Congress and the White House are expected to postpone action on avoiding the "fiscal cliff" until after the Nov. 6 election.
'WE NEED TO ADDRESS IT'
"The House has done its job on both the sequester and on the looming tax hike that will cost our economy 700,000 jobs," Boehner said.
"The Senate at some point has to act," the speaker said. "And on both of these, where's the president, where's the leadership?"
House Democratic Whip Steny Hoyer said, "I'm optimistic" there will be a deal after the election, with members of both parties stepping up to meet the fiscal challenge.
Hoyer, the No. 2 House Democrat, added, however, "There won't be a deal unless it is balanced."
Democrats have demanded that any spending cuts be coupled with increases in revenue, either through tax hikes or the plugging of tax loopholes. So far, Republicans have refused to put revenues on the table.
Republican Senator Dan Coats said Congress needed to focus on the "fiscal cliff" so that it can avoid it.
"So far, there has been surprising little discussion about it," Coats said. "It's being pushed backed until after the election. We need to address it."
Coats voiced concern about talk of a possible six-month fix that would delay the need for any final decisions about the tax and spending cuts until the middle of next year.
"That would amount to another kicking it down the road, which Congress has become famous for," Coats said.

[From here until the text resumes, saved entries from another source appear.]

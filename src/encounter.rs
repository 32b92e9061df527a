// Copyright 2025 Fernando Borretti
//
// Licensed under the Apache License, Version 2.0 (the "License");
// you may not use this file except in compliance with the License.
// You may obtain a copy of the License at
//
//     http://www.apache.org/licenses/LICENSE-2.0
//
// Unless required by applicable law or agreed to in writing, software
// distributed under the License is distributed on an "AS IS" BASIS,
// WITHOUT WARRANTIES OR CONDITIONS OF ANY KIND, either express or implied.
// See the License for the specific language governing permissions and
// limitations under the License.

//! Collectible drops after correct answers, with pity guarantees.

use std::collections::HashMap;
use std::collections::HashSet;

use rand::Rng;
use rand::SeedableRng;
use rand::seq::IndexedRandom;
use rand::seq::SliceRandom;
use rand_chacha::ChaCha8Rng;
use serde::Serialize;

use crate::config::EncounterConfig;
use crate::error::Fallible;
use crate::repo::Catalog;
use crate::repo::CollectionRepository;
use crate::types::collected::CollectedItem;
use crate::types::item_kind::ItemId;
use crate::types::item_kind::ItemKind;
use crate::types::item_kind::KanaType;
use crate::types::rarity::Rarity;
use crate::types::timestamp::Timestamp;

/// Rolls since each tier last dropped, indexed by `Rarity::index`.
pub type PityCounters = [u32; 5];

/// A partition of content the player has unlocked.
#[derive(Clone, Copy, PartialEq, Eq, Hash, Debug)]
pub enum EncounterScope {
    KanjiGrade(u8),
    Kana(KanaType),
    RadicalPriority(u8),
}

/// A discovered item.
#[derive(Clone, PartialEq, Debug, Serialize)]
#[serde(rename_all = "camelCase")]
pub struct Encounter {
    pub item: CollectedItem,
    pub literal: String,
    /// The tier that fired. The item's own rarity may be lower when no
    /// item of this tier was left.
    pub rolled: Rarity,
}

struct Candidate {
    kind: ItemKind,
    item_id: ItemId,
    rarity: Rarity,
    literal: String,
}

pub struct EncounterEngine {
    config: EncounterConfig,
    pity: PityCounters,
    rng: ChaCha8Rng,
}

impl EncounterEngine {
    pub fn new(config: EncounterConfig, seed: u64) -> Self {
        Self {
            config,
            pity: [0; 5],
            rng: ChaCha8Rng::seed_from_u64(seed),
        }
    }

    pub fn pity(&self) -> PityCounters {
        self.pity
    }

    pub fn restore_pity(&mut self, counters: PityCounters) {
        self.pity = counters;
    }

    pub fn reset_pity(&mut self) {
        self.pity = [0; 5];
    }

    /// Rolls for a drop. Returns `None` when no tier fires or nothing in
    /// the scopes is left to discover; the pity counters carry over in
    /// both cases.
    pub fn roll_encounter(
        &mut self,
        catalog: &dyn Catalog,
        collection: &dyn CollectionRepository,
        scopes: &[EncounterScope],
        now: Timestamp,
    ) -> Fallible<Option<Encounter>> {
        for counter in self.pity.iter_mut() {
            *counter = counter.saturating_add(1);
        }
        let Some(rolled) = self.roll_tier() else {
            log::debug!("Encounter roll: nothing fired, pity {:?}.", self.pity);
            return Ok(None);
        };
        let mut scopes: Vec<EncounterScope> = scopes.to_vec();
        scopes.shuffle(&mut self.rng);
        let candidates = uncollected(catalog, collection, &scopes)?;
        let Some(candidate) = self.pick(&candidates, rolled) else {
            log::debug!("Encounter roll: {rolled} fired, but nothing is left to discover.");
            return Ok(None);
        };
        for rarity in Rarity::ALL.iter().filter(|r| **r <= rolled) {
            self.pity[rarity.index()] = 0;
        }
        let item =
            CollectedItem::discovered(candidate.item_id, candidate.kind, candidate.rarity, now);
        collection.collect(&item)?;
        log::debug!(
            "Encounter roll: {rolled} fired, discovered {} {} ({}).",
            item.kind,
            candidate.literal,
            item.rarity
        );
        Ok(Some(Encounter {
            item,
            literal: candidate.literal.clone(),
            rolled,
        }))
    }

    /// The highest tier that fires, either by pity or by chance.
    fn roll_tier(&mut self) -> Option<Rarity> {
        for rarity in Rarity::ALL.iter().rev() {
            let guaranteed = self.pity[rarity.index()] >= self.config.thresholds.get(*rarity);
            if guaranteed || self.rng.random::<f64>() < self.config.rates.get(*rarity) {
                return Some(*rarity);
            }
        }
        None
    }

    /// Candidates are grouped by scope, in the shuffled scope order. Tries
    /// the rolled tier, then the one below it, then anything.
    fn pick<'a>(&mut self, candidates: &'a [Vec<Candidate>], rolled: Rarity) -> Option<&'a Candidate> {
        let tiers = [Some(rolled), rolled.lower()];
        for tier in tiers.into_iter().flatten() {
            for scope in candidates {
                let matching: Vec<&Candidate> = scope.iter().filter(|c| c.rarity == tier).collect();
                if let Some(candidate) = matching.choose(&mut self.rng) {
                    return Some(*candidate);
                }
            }
        }
        candidates
            .iter()
            .find(|scope| !scope.is_empty())
            .and_then(|scope| scope.choose(&mut self.rng))
    }
}

fn uncollected(
    catalog: &dyn Catalog,
    collection: &dyn CollectionRepository,
    scopes: &[EncounterScope],
) -> Fallible<Vec<Vec<Candidate>>> {
    let mut collected: HashMap<ItemKind, HashSet<ItemId>> = HashMap::new();
    let mut result = Vec::with_capacity(scopes.len());
    for scope in scopes {
        let items: Vec<Candidate> = match scope {
            EncounterScope::KanjiGrade(grade) => catalog
                .kanji_by_grade(*grade)?
                .into_iter()
                .map(|k| Candidate {
                    kind: ItemKind::Kanji,
                    item_id: k.id,
                    rarity: k.rarity(),
                    literal: k.literal,
                })
                .collect(),
            EncounterScope::Kana(kana_type) => catalog
                .kana_by_type(*kana_type)?
                .into_iter()
                .map(|k| Candidate {
                    kind: kana_type.item_kind(),
                    item_id: k.id,
                    rarity: k.rarity(),
                    literal: k.literal,
                })
                .collect(),
            EncounterScope::RadicalPriority(priority) => catalog
                .radicals_by_priority(*priority)?
                .into_iter()
                .map(|r| Candidate {
                    kind: ItemKind::Radical,
                    item_id: r.id,
                    rarity: r.rarity(),
                    literal: r.literal,
                })
                .collect(),
        };
        let mut remaining = Vec::new();
        for item in items {
            if !collected.contains_key(&item.kind) {
                let ids: HashSet<ItemId> = collection.collected_ids(item.kind)?.into_iter().collect();
                collected.insert(item.kind, ids);
            }
            let taken = collected
                .get(&item.kind)
                .is_some_and(|ids| ids.contains(&item.item_id));
            if !taken {
                remaining.push(item);
            }
        }
        result.push(remaining);
    }
    Ok(result)
}

#[cfg(test)]
mod tests {
    use super::*;
    use crate::config::PerRarity;
    use crate::memory::MemoryStore;
    use crate::types::catalog::Kana;
    use crate::types::catalog::Radical;
    use crate::types::item_kind::KanaVariant;

    fn now() -> Timestamp {
        Timestamp::from_epoch_seconds(1_000)
    }

    fn zero_rates() -> EncounterConfig {
        EncounterConfig {
            rates: PerRarity {
                common: 0.0,
                uncommon: 0.0,
                rare: 0.0,
                epic: 0.0,
                legendary: 0.0,
            },
            ..EncounterConfig::default()
        }
    }

    fn radical(id: ItemId, priority: u8) -> Radical {
        Radical {
            id,
            literal: format!("r{id}"),
            meaning: "meaning".to_string(),
            meaning_jp: None,
            stroke_count: 2,
            stroke_svg: None,
            priority,
        }
    }

    fn kana(id: ItemId, variant: KanaVariant) -> Kana {
        Kana {
            id,
            literal: format!("k{id}"),
            kana_type: KanaType::Hiragana,
            romanization: "ka".to_string(),
            group: "k".to_string(),
            stroke_count: 3,
            stroke_svg: None,
            variant,
        }
    }

    #[test]
    fn test_pity_fires_on_third_roll() -> Fallible<()> {
        let store = MemoryStore::new();
        store.add_radical(radical(1, 1));
        let scopes = [EncounterScope::RadicalPriority(1)];
        let mut engine = EncounterEngine::new(zero_rates(), 7);
        assert!(engine.roll_encounter(&store, &store, &scopes, now())?.is_none());
        assert!(engine.roll_encounter(&store, &store, &scopes, now())?.is_none());
        assert_eq!(engine.pity(), [2, 2, 2, 2, 2]);
        let encounter = engine.roll_encounter(&store, &store, &scopes, now())?;
        let encounter = encounter.unwrap();
        assert_eq!(encounter.rolled, Rarity::Common);
        assert_eq!(encounter.item.item_id, 1);
        assert_eq!(encounter.item.level, 1);
        assert_eq!(encounter.item.xp, 0);
        assert_eq!(encounter.item.source, "gameplay");
        assert!(store.is_collected(1, ItemKind::Radical)?);
        // Only the common counter resets.
        assert_eq!(engine.pity(), [0, 3, 3, 3, 3]);
        Ok(())
    }

    #[test]
    fn test_higher_tier_resets_lower_tiers() -> Fallible<()> {
        let store = MemoryStore::new();
        store.add_kana(kana(1, KanaVariant::Dakuten));
        let scopes = [EncounterScope::Kana(KanaType::Hiragana)];
        let mut engine = EncounterEngine::new(zero_rates(), 1);
        engine.restore_pity([1, 4, 0, 0, 0]);
        let encounter = engine.roll_encounter(&store, &store, &scopes, now())?.unwrap();
        assert_eq!(encounter.rolled, Rarity::Uncommon);
        assert_eq!(encounter.item.rarity, Rarity::Uncommon);
        assert_eq!(engine.pity(), [0, 0, 1, 1, 1]);
        Ok(())
    }

    #[test]
    fn test_falls_back_to_lower_and_then_any_tier() -> Fallible<()> {
        let store = MemoryStore::new();
        store.add_radical(radical(1, 1));
        store.add_radical(radical(2, 3));
        let scopes = [EncounterScope::RadicalPriority(1), EncounterScope::RadicalPriority(3)];
        let mut engine = EncounterEngine::new(zero_rates(), 3);
        // Uncommon fires; nothing uncommon exists, so the common radical is one tier lower.
        engine.restore_pity([0, 4, 0, 0, 0]);
        let first = engine.roll_encounter(&store, &store, &scopes, now())?.unwrap();
        assert_eq!(first.rolled, Rarity::Uncommon);
        assert_eq!(first.item.item_id, 1);
        assert_eq!(first.item.rarity, Rarity::Common);
        // Legendary fires; only a rare radical remains.
        engine.restore_pity([0, 0, 0, 0, 49]);
        let second = engine.roll_encounter(&store, &store, &scopes, now())?.unwrap();
        assert_eq!(second.rolled, Rarity::Legendary);
        assert_eq!(second.item.item_id, 2);
        assert_eq!(second.item.rarity, Rarity::Rare);
        Ok(())
    }

    #[test]
    fn test_nothing_left_keeps_pity() -> Fallible<()> {
        let store = MemoryStore::new();
        store.add_radical(radical(1, 1));
        let scopes = [EncounterScope::RadicalPriority(1)];
        let mut engine = EncounterEngine::new(zero_rates(), 5);
        engine.restore_pity([2, 0, 0, 0, 0]);
        assert!(engine.roll_encounter(&store, &store, &scopes, now())?.is_some());
        engine.restore_pity([2, 0, 0, 0, 0]);
        assert!(engine.roll_encounter(&store, &store, &scopes, now())?.is_none());
        assert_eq!(engine.pity(), [3, 1, 1, 1, 1]);
        assert_eq!(store.collection_stats()?.total, 1);
        Ok(())
    }

    #[test]
    fn test_certain_rates_always_discover() -> Fallible<()> {
        let store = MemoryStore::new();
        for id in 1..=5 {
            store.add_radical(radical(id, 1));
        }
        let mut config = EncounterConfig::default();
        config.rates.common = 1.0;
        let scopes = [EncounterScope::RadicalPriority(1)];
        let mut engine = EncounterEngine::new(config, 11);
        for _ in 0..5 {
            assert!(engine.roll_encounter(&store, &store, &scopes, now())?.is_some());
        }
        assert_eq!(store.collected_ids(ItemKind::Radical)?, vec![1, 2, 3, 4, 5]);
        engine.reset_pity();
        assert_eq!(engine.pity(), [0; 5]);
        Ok(())
    }
}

"It would place a cloud over business and investment decisions," Coats said. "If there is one word that explains why the economy is doing bad, it's uncertainty. We have too much uncertainty."
Moody's Investors Service said on Tuesday the United States might lose its triple-A debt rating if budget negotiations failed to reduce the record U.S. debt, which recently topped $16 trillion.
Rival ratings agency Standard & Poor's stripped the United States of its top ratings last year after Congress failed to come up with a long-term deficit reduction plan and political fighting brought the country to the brink of default.
Moody's rates the United States AAA, but has the country on negative outlook. That probably would not change until after Congress concludes budget talks next year, it said.